In many classes, teachers struggle with maintaining a controlled learning environment. Most common disruptions are students who call out without raising their hand and unmotivated students. Holding class meetings may help teachers turn a new leaf with these difficult classes.
Why Hold a Classroom Management Team Meeting?
Every teacher would be quick to agree that more instruction can occur when students are focused and motivated to learn. Classroom management problems, including the common issue of talking out of turn, can make any teacher less effective in the classroom. By holding classroom management team meetings, teachers allow the students a chance to take control of the problems and come up with their own solutions. This builds problem-solving skills while at the same time providing teachers another classroom management option.

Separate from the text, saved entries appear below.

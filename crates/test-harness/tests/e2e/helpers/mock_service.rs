//! Mock owning service for lifecycle tests.
//!
//! Substituted for the runtime context through
//! `LifecycleOrchestrator::substitute_service`, it tracks start/stop calls
//! and supports failure injection.

use std::sync::Arc;
use std::sync::atomic::{AtomicBool, AtomicUsize, Ordering};
use std::time::Duration;

use switchyard_core::error::RuntimeError;
use switchyard_core::service::{BoxFuture, Service, ServiceStatus};

/// A mock service that records start/stop calls.
pub struct MockService {
    /// Number of completed `start()` calls.
    pub starts: Arc<AtomicUsize>,
    /// Whether `stop()` has been called.
    pub stopped: Arc<AtomicBool>,
    started: AtomicBool,
    /// If set, `start()` will return this error.
    start_error: Option<String>,
    /// If set, `stop()` will return this error.
    stop_error: Option<String>,
    /// If set, `stop()` will sleep for this duration before returning.
    stop_delay: Option<Duration>,
    name: String,
}

#[allow(dead_code)]
impl MockService {
    /// A service whose start and stop succeed.
    pub fn healthy(name: &str) -> Self {
        Self {
            starts: Arc::new(AtomicUsize::new(0)),
            stopped: Arc::new(AtomicBool::new(false)),
            started: AtomicBool::new(false),
            start_error: None,
            stop_error: None,
            stop_delay: None,
            name: name.to_owned(),
        }
    }

    /// A service whose `start()` fails.
    pub fn failing_start(name: &str, error: &str) -> Self {
        Self {
            start_error: Some(error.to_owned()),
            ..Self::healthy(name)
        }
    }

    /// A service whose `stop()` fails.
    pub fn failing_stop(name: &str, error: &str) -> Self {
        Self {
            stop_error: Some(error.to_owned()),
            ..Self::healthy(name)
        }
    }

    /// Delay `stop()` by `delay`.
    pub fn with_stop_delay(mut self, delay: Duration) -> Self {
        self.stop_delay = Some(delay);
        self
    }

    pub fn is_stopped(&self) -> bool {
        self.stopped.load(Ordering::SeqCst)
    }

    pub fn start_count(&self) -> usize {
        self.starts.load(Ordering::SeqCst)
    }
}

impl Service for MockService {
    fn service_name(&self) -> &str {
        &self.name
    }

    fn status(&self) -> ServiceStatus {
        if self.started.load(Ordering::SeqCst) {
            ServiceStatus::Started
        } else {
            ServiceStatus::Stopped
        }
    }

    fn start(&self) -> BoxFuture<'_, Result<(), RuntimeError>> {
        Box::pin(async move {
            if let Some(reason) = &self.start_error {
                return Err(RuntimeError::InvalidState {
                    service: self.name.clone(),
                    reason: reason.clone(),
                });
            }
            self.started.store(true, Ordering::SeqCst);
            self.starts.fetch_add(1, Ordering::SeqCst);
            Ok(())
        })
    }

    fn stop(&self) -> BoxFuture<'_, Result<(), RuntimeError>> {
        Box::pin(async move {
            if let Some(delay) = self.stop_delay {
                tokio::time::sleep(delay).await;
            }
            self.stopped.store(true, Ordering::SeqCst);
            self.started.store(false, Ordering::SeqCst);
            match &self.stop_error {
                Some(reason) => Err(RuntimeError::InvalidState {
                    service: self.name.clone(),
                    reason: reason.clone(),
                }),
                None => Ok(()),
            }
        })
    }
}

What a Classroom Management Team Meeting Looks Like
If possible, students should be arranged in a circle shape to promote open conversation. If necessary, teachers can split the class up into small groups for the discussion question. Meeting rules should be explained explicitly and include some sort of talking stick or other method of enabling every student to share equally. It should be made clear ahead of time that no one should make fun of any options and everyone must be supportive of their classmates. Finally, finger-pointing is not allowed. Students are not to blame any classroom management problems on any other individual students.
The goals of the meeting should be outlined clearly as well, and should include two main points:
1. What behavioral problems need to be addressed in class.
2. What are some solutions for these behavioral problems?
Students should be encouraged to discuss the behavior problems that occur in the class openly and with clarity as to why they happen and what can be done about them. Teachers need to promote problem-solving strategies that encourage students to suggest ideas for increasing student motivation and cooperative learning in the classroom. Teachers need to encourage students to set goals for themselves and for the group as a whole.
By asking the students to become involved in the classroom management, teachers make opportunities to teach problem-solving skills while building student motivation.